Qulliq Energy Corp workers vote to strike

Workers at the Qulliq Energy Corporation have voted 92 per cent in favour of a strike.

Union says issues include wages, bereavement leave and contracting out of work

Workers at the Qulliq Energy Corporation have voted 92 per cent in favour of giving their union a strike mandate.

The earliest they could strike would be after the Easter long weekend in April.

Bill Fennell, president of the Nunavut Employees Union, says talks between the Qulliq Energy Corporation and its workers broke down in December. (Max Leighton/CBC)

The Nunavut Employees Union says talks between QEC and its workers broke down in December.

NEU President Bill Fennell says they want to get the government back to the negotiating table but says a strike could take place if an agreement isn't reached.

"The deputy minister of Finance doesn't believe these members will go on strike but I can guarantee you, they're motivated," he said.
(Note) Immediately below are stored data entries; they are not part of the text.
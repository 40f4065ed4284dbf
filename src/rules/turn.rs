//! Turn handlers.
//!
//! One function per action outside the merger protocol. Each runs on the
//! engine's working copy after authorization has passed, so it may mutate
//! freely before returning an error; the copy is thrown away on `Err`.

use tracing::info;

use super::merger::start_merger;
use super::placement::{classify_placement, is_playable, PlacementOutcome};
use super::scoring::{can_declare_game_end, finish_game};
use crate::board::Tile;
use crate::core::config::{HAND_SIZE, MAX_PURCHASE_PER_TURN};
use crate::core::{
    ActionError, GameEndReason, GameEvent, GamePhase, GameState, PlayerId, StockPurchase,
    TurnState,
};
use crate::market::{stock_price, ChainMap, ChainName};

pub(crate) fn place_tile(
    state: &mut GameState,
    player: PlayerId,
    tile: Tile,
) -> Result<(), ActionError> {
    if !state.players[player].holds_tile(tile) {
        return Err(ActionError::TileNotInHand(tile));
    }
    let outcome = classify_placement(state, tile);
    if !outcome.is_playable() {
        return Err(ActionError::TileUnplayable(tile));
    }

    state.players[player].remove_tile(tile);
    state.turn.played_tile = true;
    state.log(GameEvent::TilePlaced { player, tile });

    match outcome {
        PlacementOutcome::Nothing => {
            state.board.place(tile, None);
            let group = state.board.unincorporated_group(tile);
            if group.len() > 1 {
                state.board.block(&group);
                state.log(GameEvent::FoundingBlocked {
                    player,
                    tiles: group,
                });
            }
            state.phase = GamePhase::BuyingStocks;
        }
        PlacementOutcome::Found { tiles } => {
            state.board.place(tile, None);
            state.phase = GamePhase::FoundingChain { tiles };
        }
        PlacementOutcome::Expand { chain, tiles } => {
            state.board.place(tile, Some(chain));
            state.board.assign_chain(&tiles, chain);
            state.chains[chain].absorb(tiles);
            state.log(GameEvent::ChainExpanded {
                chain,
                size: state.chain_size(chain),
            });
            state.phase = GamePhase::BuyingStocks;
        }
        PlacementOutcome::Merge { chains, tiles } => {
            state.board.place(tile, None);
            start_merger(state, player, tile, &chains, tiles);
        }
        PlacementOutcome::Unplayable(_) => return Err(ActionError::TileUnplayable(tile)),
    }
    Ok(())
}

pub(crate) fn select_chain_to_found(
    state: &mut GameState,
    player: PlayerId,
    tiles: Vec<Tile>,
    chain: ChainName,
) -> Result<(), ActionError> {
    if state.chain(chain).active {
        return Err(ActionError::ChainAlreadyActive(chain));
    }

    state.board.assign_chain(&tiles, chain);
    state.chains[chain].found(tiles);

    let founder_share = state.market.withdraw(chain, 1);
    if founder_share {
        state.players[player].stocks[chain] += 1;
    }

    let size = state.chain_size(chain);
    info!(player = %player, chain = %chain, size, "chain founded");
    state.log(GameEvent::ChainFounded {
        player,
        chain,
        size,
        founder_share,
    });
    state.phase = GamePhase::BuyingStocks;
    Ok(())
}

pub(crate) fn buy_stocks(
    state: &mut GameState,
    player: PlayerId,
    purchases: &[StockPurchase],
) -> Result<(), ActionError> {
    let total: u32 = purchases.iter().map(|p| u32::from(p.count)).sum();
    if total > u32::from(MAX_PURCHASE_PER_TURN) {
        return Err(ActionError::ExceedsMaxPurchase(total));
    }

    let mut basket: ChainMap<u8> = ChainMap::with_value(0);
    for purchase in purchases {
        if !state.chain(purchase.chain).active {
            return Err(ActionError::ChainNotActive(purchase.chain));
        }
        basket[purchase.chain] += purchase.count;
    }

    let mut cost = 0;
    for (chain, &count) in basket.iter() {
        let available = state.market.available(chain);
        if count > available {
            return Err(ActionError::InsufficientMarketStock {
                chain,
                requested: count,
                available,
            });
        }
        cost += stock_price(chain, state.chain_size(chain)) * u32::from(count);
    }

    let cash = state.players[player].cash;
    if cost > cash {
        return Err(ActionError::InsufficientCash { cost, cash });
    }

    for (chain, &count) in basket.iter().filter(|&(_, &n)| n > 0) {
        let price = stock_price(chain, state.chain_size(chain));
        state.market.withdraw(chain, count);
        state.players[player].stocks[chain] += count;
        state.log(GameEvent::SharesBought {
            player,
            chain,
            count,
            cost: price * u32::from(count),
        });
    }
    state.players[player].cash -= cost;
    state.turn.bought_stocks = true;
    state.turn.stocks_purchased = total as u8;

    end_turn(state);
    Ok(())
}

pub(crate) fn skip_buy_stocks(state: &mut GameState) {
    state.turn.bought_stocks = true;
    end_turn(state);
}

pub(crate) fn declare_game_end(state: &mut GameState, player: PlayerId) -> Result<(), ActionError> {
    if !can_declare_game_end(state) {
        return Err(ActionError::GameEndConditionsUnmet);
    }
    finish_game(state, GameEndReason::Declared(player));
    Ok(())
}

pub(crate) fn exchange_dead_tile(
    state: &mut GameState,
    player: PlayerId,
    tile: Tile,
) -> Result<(), ActionError> {
    if !state.players[player].holds_tile(tile) {
        return Err(ActionError::TileNotInHand(tile));
    }
    if state.turn.exchanged_dead_tile {
        return Err(ActionError::DeadTileAlreadyExchanged);
    }
    if !classify_placement(state, tile).is_dead() {
        return Err(ActionError::NotADeadTile(tile));
    }
    if state.tile_pool.is_empty() {
        return Err(ActionError::TilePoolEmpty);
    }

    state.players[player].remove_tile(tile);
    state.draw_tile(player);
    // Back into the pool at the far end from the draw point.
    state.tile_pool.push_front(tile);
    state.turn.exchanged_dead_tile = true;
    state.log(GameEvent::DeadTileExchanged { player, tile });
    Ok(())
}

pub(crate) fn pass_turn(state: &mut GameState, player: PlayerId) -> Result<(), ActionError> {
    if has_playable_tile(state, player) {
        return Err(ActionError::HasPlayableTile);
    }
    state.turn.played_tile = true;
    state.log(GameEvent::TurnPassed { player });
    state.phase = GamePhase::BuyingStocks;
    Ok(())
}

/// Check whether any tile in a player's hand can be placed.
#[must_use]
pub fn has_playable_tile(state: &GameState, player: PlayerId) -> bool {
    state.players[player]
        .hand
        .iter()
        .any(|&tile| is_playable(state, tile))
}

/// Draw for the current player, check for an automatic end, and hand the
/// turn to the next seat.
fn end_turn(state: &mut GameState) {
    let current = state.current_player;
    if state.players[current].hand.len() < HAND_SIZE && state.draw_tile(current).is_some() {
        state.log(GameEvent::TileDrawn { player: current });
    }

    if state.tile_pool.is_empty() && state.players.iter().all(|(_, p)| p.hand.is_empty()) {
        finish_game(state, GameEndReason::TilesExhausted);
        return;
    }
    // Dead tiles never come back to life, so nobody can place again.
    if !state.player_ids().any(|id| has_playable_tile(state, id))
        && !state.tile_pool.iter().any(|&tile| is_playable(state, tile))
    {
        finish_game(state, GameEndReason::Stalemate);
        return;
    }

    state.current_player = current.next(state.player_count());
    state.phase = GamePhase::PlayingTile;
    state.turn = TurnState::default();
    state.turn_number += 1;
}
//! Share prices and shareholder bonuses.
//!
//! The price table is nine size buckets wide and shifted one bucket per tier:
//!
//! | size   | 2 | 3 | 4 | 5 | 6-10 | 11-20 | 21-30 | 31-40 | 41+ |
//! |--------|---|---|---|---|------|-------|-------|-------|-----|
//! | bucket | 0 | 1 | 2 | 3 | 4    | 5     | 6     | 7     | 8   |
//!
//! `price = (bucket + tier - 1 + 2) × $100`, so a two-tile cheap chain trades
//! at $200 and a 41-tile premium chain at $1200. A chain below two tiles has
//! no price.

use super::chain::ChainName;

fn size_bucket(size: usize) -> u32 {
    match size {
        0..=5 => (size as u32).saturating_sub(2),
        6..=10 => 4,
        11..=20 => 5,
        21..=30 => 6,
        31..=40 => 7,
        _ => 8,
    }
}

/// Price of one share of `chain` at `size` tiles.
#[must_use]
pub fn stock_price(chain: ChainName, size: usize) -> u32 {
    if size < 2 {
        return 0;
    }
    let tier_offset = chain.tier() as u32 - 1;
    (size_bucket(size) + tier_offset + 2) * 100
}

/// Bonus for the largest shareholder: ten times the share price.
#[must_use]
pub fn majority_bonus(chain: ChainName, size: usize) -> u32 {
    stock_price(chain, size) * 10
}

/// Bonus for the second-largest shareholder: five times the share price.
#[must_use]
pub fn minority_bonus(chain: ChainName, size: usize) -> u32 {
    stock_price(chain, size) * 5
}

#[cfg(test)]
mod tests {
    use super::*;

    #[test]
    fn test_unpriced_below_two_tiles() {
        for chain in ChainName::ALL {
            assert_eq!(stock_price(chain, 0), 0);
            assert_eq!(stock_price(chain, 1), 0);
        }
    }

    #[test]
    fn test_price_table_corners() {
        assert_eq!(stock_price(ChainName::Tower, 2), 200);
        assert_eq!(stock_price(ChainName::Luxor, 41), 1000);
        assert_eq!(stock_price(ChainName::American, 2), 300);
        assert_eq!(stock_price(ChainName::Festival, 5), 600);
        assert_eq!(stock_price(ChainName::Worldwide, 35), 1000);
        assert_eq!(stock_price(ChainName::Continental, 2), 400);
        assert_eq!(stock_price(ChainName::Imperial, 108), 1200);
    }

    #[test]
    fn test_bucket_edges() {
        let chain = ChainName::Tower;
        assert_eq!(stock_price(chain, 6), stock_price(chain, 10));
        assert_ne!(stock_price(chain, 10), stock_price(chain, 11));
        assert_eq!(stock_price(chain, 11), stock_price(chain, 20));
        assert_eq!(stock_price(chain, 21), stock_price(chain, 30));
        assert_eq!(stock_price(chain, 31), stock_price(chain, 40));
        assert_eq!(stock_price(chain, 41), 1000);
    }

    #[test]
    fn test_prices_never_decrease_with_size() {
        for chain in ChainName::ALL {
            for size in 2..108 {
                assert!(stock_price(chain, size) <= stock_price(chain, size + 1));
            }
        }
    }

    #[test]
    fn test_bonuses() {
        assert_eq!(majority_bonus(ChainName::Tower, 2), 2000);
        assert_eq!(minority_bonus(ChainName::Tower, 2), 1000);
        assert_eq!(majority_bonus(ChainName::Imperial, 11), 9000);
        assert_eq!(minority_bonus(ChainName::Imperial, 11), 4500);
    }
}
//! Hotel chains.
//!
//! ## ChainName
//!
//! The seven fixed chains, each with a pricing tier.
//!
//! ## ChainMap
//!
//! Fixed-size per-chain storage indexed by `ChainName`. Used for share pools,
//! per-player holdings and the chain registry.
//!
//! ## Chain
//!
//! Registry entry: owned tiles plus `active`/`safe` flags.

use im::OrdSet;
use serde::{Deserialize, Serialize};
use std::fmt;
use std::ops::{Index, IndexMut};
use std::str::FromStr;
use thiserror::Error;

use crate::board::Tile;
use crate::core::config::SAFE_CHAIN_SIZE;

/// Number of chains.
pub const CHAIN_COUNT: usize = 7;

/// One of the seven hotel chains.
///
/// Declaration order is the canonical order used for iteration and for
/// breaking size ties when sorting chains.
#[derive(Clone, Copy, Debug, PartialEq, Eq, Hash, PartialOrd, Ord, Serialize, Deserialize)]
#[serde(rename_all = "lowercase")]
pub enum ChainName {
    Tower,
    Luxor,
    American,
    Worldwide,
    Festival,
    Continental,
    Imperial,
}

/// Pricing tier. Higher tiers trade at a premium.
#[derive(Clone, Copy, Debug, PartialEq, Eq, PartialOrd, Ord)]
pub enum Tier {
    Cheap = 1,
    Mid = 2,
    Premium = 3,
}

impl ChainName {
    /// All chains in canonical order.
    pub const ALL: [ChainName; CHAIN_COUNT] = [
        ChainName::Tower,
        ChainName::Luxor,
        ChainName::American,
        ChainName::Worldwide,
        ChainName::Festival,
        ChainName::Continental,
        ChainName::Imperial,
    ];

    /// Position in `ALL`.
    #[must_use]
    pub const fn index(self) -> usize {
        self as usize
    }

    /// Pricing tier for this chain.
    #[must_use]
    pub const fn tier(self) -> Tier {
        match self {
            ChainName::Tower | ChainName::Luxor => Tier::Cheap,
            ChainName::American | ChainName::Worldwide | ChainName::Festival => Tier::Mid,
            ChainName::Continental | ChainName::Imperial => Tier::Premium,
        }
    }

    /// Lowercase name, matching the serialized form.
    #[must_use]
    pub const fn as_str(self) -> &'static str {
        match self {
            ChainName::Tower => "tower",
            ChainName::Luxor => "luxor",
            ChainName::American => "american",
            ChainName::Worldwide => "worldwide",
            ChainName::Festival => "festival",
            ChainName::Continental => "continental",
            ChainName::Imperial => "imperial",
        }
    }
}

impl fmt::Display for ChainName {
    fn fmt(&self, f: &mut fmt::Formatter<'_>) -> fmt::Result {
        f.write_str(self.as_str())
    }
}

/// A chain name that is not one of the seven.
#[derive(Clone, Debug, PartialEq, Eq, Error)]
#[error("unknown chain: {0:?}")]
pub struct ChainParseError(pub String);

impl FromStr for ChainName {
    type Err = ChainParseError;

    fn from_str(s: &str) -> Result<Self, Self::Err> {
        ChainName::ALL
            .into_iter()
            .find(|c| c.as_str().eq_ignore_ascii_case(s))
            .ok_or_else(|| ChainParseError(s.to_string()))
    }
}

/// Per-chain storage with O(1) access.
///
/// ```
/// use acquire_engine::market::{ChainMap, ChainName};
///
/// let mut pool: ChainMap<u8> = ChainMap::with_value(25);
/// pool[ChainName::Luxor] -= 1;
/// assert_eq!(pool[ChainName::Luxor], 24);
/// assert_eq!(pool[ChainName::Tower], 25);
/// ```
#[derive(Clone, Copy, Debug, Default, PartialEq, Eq, Hash, Serialize, Deserialize)]
pub struct ChainMap<T>([T; CHAIN_COUNT]);

impl<T> ChainMap<T> {
    /// Build a map from a per-chain factory.
    pub fn new(factory: impl FnMut(ChainName) -> T) -> Self {
        Self(ChainName::ALL.map(factory))
    }

    /// Build a map with every entry set to the same value.
    pub fn with_value(value: T) -> Self
    where
        T: Clone,
    {
        Self::new(|_| value.clone())
    }

    /// Iterate over (ChainName, &T) pairs in canonical order.
    pub fn iter(&self) -> impl Iterator<Item = (ChainName, &T)> {
        ChainName::ALL.into_iter().zip(self.0.iter())
    }

    /// Iterate over (ChainName, &mut T) pairs in canonical order.
    pub fn iter_mut(&mut self) -> impl Iterator<Item = (ChainName, &mut T)> {
        ChainName::ALL.into_iter().zip(self.0.iter_mut())
    }
}

impl<T> Index<ChainName> for ChainMap<T> {
    type Output = T;

    fn index(&self, chain: ChainName) -> &Self::Output {
        &self.0[chain.index()]
    }
}

impl<T> IndexMut<ChainName> for ChainMap<T> {
    fn index_mut(&mut self, chain: ChainName) -> &mut Self::Output {
        &mut self.0[chain.index()]
    }
}

/// Registry entry for one chain.
///
/// A chain starts inactive and empty. Founding activates it; being absorbed
/// in a merger resets it so the name can be founded again later.
#[derive(Clone, Debug, Default, PartialEq, Eq, Serialize, Deserialize)]
pub struct Chain {
    /// Tiles owned by this chain.
    pub tiles: OrdSet<Tile>,

    /// Whether the chain is on the board.
    pub active: bool,

    /// Whether the chain has reached `SAFE_CHAIN_SIZE`. Kept in step with
    /// `tiles` by every mutator.
    pub safe: bool,
}

impl Chain {
    /// Number of tiles owned.
    #[must_use]
    pub fn size(&self) -> usize {
        self.tiles.len()
    }

    /// Activate with the given tiles.
    pub fn found(&mut self, tiles: impl IntoIterator<Item = Tile>) {
        self.tiles = tiles.into_iter().collect();
        self.active = true;
        self.refresh_safe();
    }

    /// Add tiles, ignoring ones already owned.
    pub fn absorb(&mut self, tiles: impl IntoIterator<Item = Tile>) {
        for tile in tiles {
            self.tiles.insert(tile);
        }
        self.refresh_safe();
    }

    /// Return to the initial inactive, empty state.
    pub fn dissolve(&mut self) {
        self.tiles = OrdSet::new();
        self.active = false;
        self.safe = false;
    }

    fn refresh_safe(&mut self) {
        self.safe = self.size() >= SAFE_CHAIN_SIZE;
    }
}
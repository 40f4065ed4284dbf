//! Board and hand rigging shared by the integration tests.
//!
//! Every helper keeps the 108 tiles accounted for: a tile moved onto the
//! board or into a chosen hand is taken out of wherever it was, and hands
//! are topped back up from the pool.

#![allow(dead_code)]

use acquire_engine::board::Tile;
use acquire_engine::core::config::HAND_SIZE;
use acquire_engine::core::{AcquireConfig, Action, GameRng, GameState, PlayerId};
use acquire_engine::market::ChainName;
use acquire_engine::rules::{apply, new_game, valid_actions};

pub fn t(id: &str) -> Tile {
    id.parse().unwrap()
}

pub fn p(seat: u8) -> PlayerId {
    PlayerId::new(seat)
}

pub fn fresh(players: usize, seed: u64) -> GameState {
    new_game(&AcquireConfig::new(players), &mut GameRng::new(seed)).unwrap()
}

/// Pull `ids` out of the pool and every hand, then refill short hands.
pub fn reserve(state: &mut GameState, ids: &[&str]) -> Vec<Tile> {
    let tiles: Vec<Tile> = ids.iter().map(|id| t(id)).collect();
    state.tile_pool.retain(|tile| !tiles.contains(tile));
    for seat in 0..state.player_count() {
        let id = p(seat as u8);
        state.players[id].hand.retain(|tile| !tiles.contains(tile));
        while state.players[id].hand.len() < HAND_SIZE {
            let Some(tile) = state.tile_pool.pop_back() else {
                break;
            };
            state.players[id].hand.push(tile);
        }
    }
    tiles
}

/// Place `ids` on the board as an active chain.
pub fn put_chain(state: &mut GameState, chain: ChainName, ids: &[&str]) {
    let tiles = reserve(state, ids);
    for &tile in &tiles {
        state.board.place(tile, Some(chain));
    }
    state.chains[chain].found(tiles);
}

/// Place `ids` on the board with no chain.
pub fn put_loose(state: &mut GameState, ids: &[&str]) {
    for tile in reserve(state, ids) {
        state.board.place(tile, None);
    }
}

/// Make `ids` part of a seat's hand, returning displaced tiles to the pool.
pub fn deal(state: &mut GameState, seat: u8, ids: &[&str]) {
    let tiles = reserve(state, ids);
    let hand = &mut state.players[p(seat)].hand;
    while hand.len() + tiles.len() > HAND_SIZE {
        if let Some(tile) = hand.pop() {
            state.tile_pool.push_front(tile);
        }
    }
    hand.extend(tiles);
}

/// Move shares from the bank to a seat.
pub fn give(state: &mut GameState, seat: u8, chain: ChainName, count: u8) {
    assert!(state.market.withdraw(chain, count));
    state.players[p(seat)].stocks[chain] += count;
}

/// Every tile on the board, in hands and in the pool.
pub fn tile_count(state: &GameState) -> usize {
    state.board.placed_count()
        + state.tile_pool.len()
        + state.players.iter().map(|(_, pl)| pl.hand.len()).sum::<usize>()
}

/// Row `row` (a letter) for columns `from..=to`.
pub fn row(row: char, from: u8, to: u8) -> Vec<String> {
    (from..=to).map(|col| format!("{col}{row}")).collect()
}

pub fn strs(ids: &[String]) -> Vec<&str> {
    ids.iter().map(String::as_str).collect()
}

/// Pick a uniformly random legal action for whoever must act.
pub fn random_action(state: &GameState, rng: &mut GameRng) -> Option<(PlayerId, Action)> {
    let player = state.acting_player()?;
    let actions = valid_actions(state, player);
    let action = rng.choose(&actions)?.clone();
    Some((player, action))
}

/// Advance by one random legal action. `None` once the game is over.
pub fn random_step(state: &GameState, rng: &mut GameRng) -> Option<GameState> {
    let (player, action) = random_action(state, rng)?;
    match apply(state, player, &action) {
        Ok(next) => Some(next),
        Err(err) => panic!("listed action {action:?} for {player} rejected: {err}"),
    }
}
//! Core types: players, configuration, RNG, actions, events, errors, state,
//! and snapshots.
//!
//! Nothing here knows the rules. The `rules` module reads and advances these
//! types; everything else only inspects them.

pub mod action;
pub mod config;
pub mod error;
pub mod event;
pub mod player;
pub mod rng;
pub mod snapshot;
pub mod state;

pub use action::{Action, ActionRecord, StockPurchase};
pub use config::{AcquireConfig, ConfigError};
pub use error::ActionError;
pub use event::{GameEndReason, GameEvent};
pub use player::{Player, PlayerId, PlayerMap};
pub use rng::{GameRng, GameRngState};
pub use snapshot::SnapshotError;
pub use state::{FinalStandings, GamePhase, GameState, MergerState, TurnState};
The 140 unionized employees at QEC have been without a contract for more than a year. They provide mechanical, electrical and line maintenance for QEC facilities. QEC also has administrative offices in Baker Lake and Iqaluit.

The union says they're seeking bereavement leave that's on par with the Government of Nunavut and a wage increase. They also want the union to be consulted if employees are affected by work being contracted out.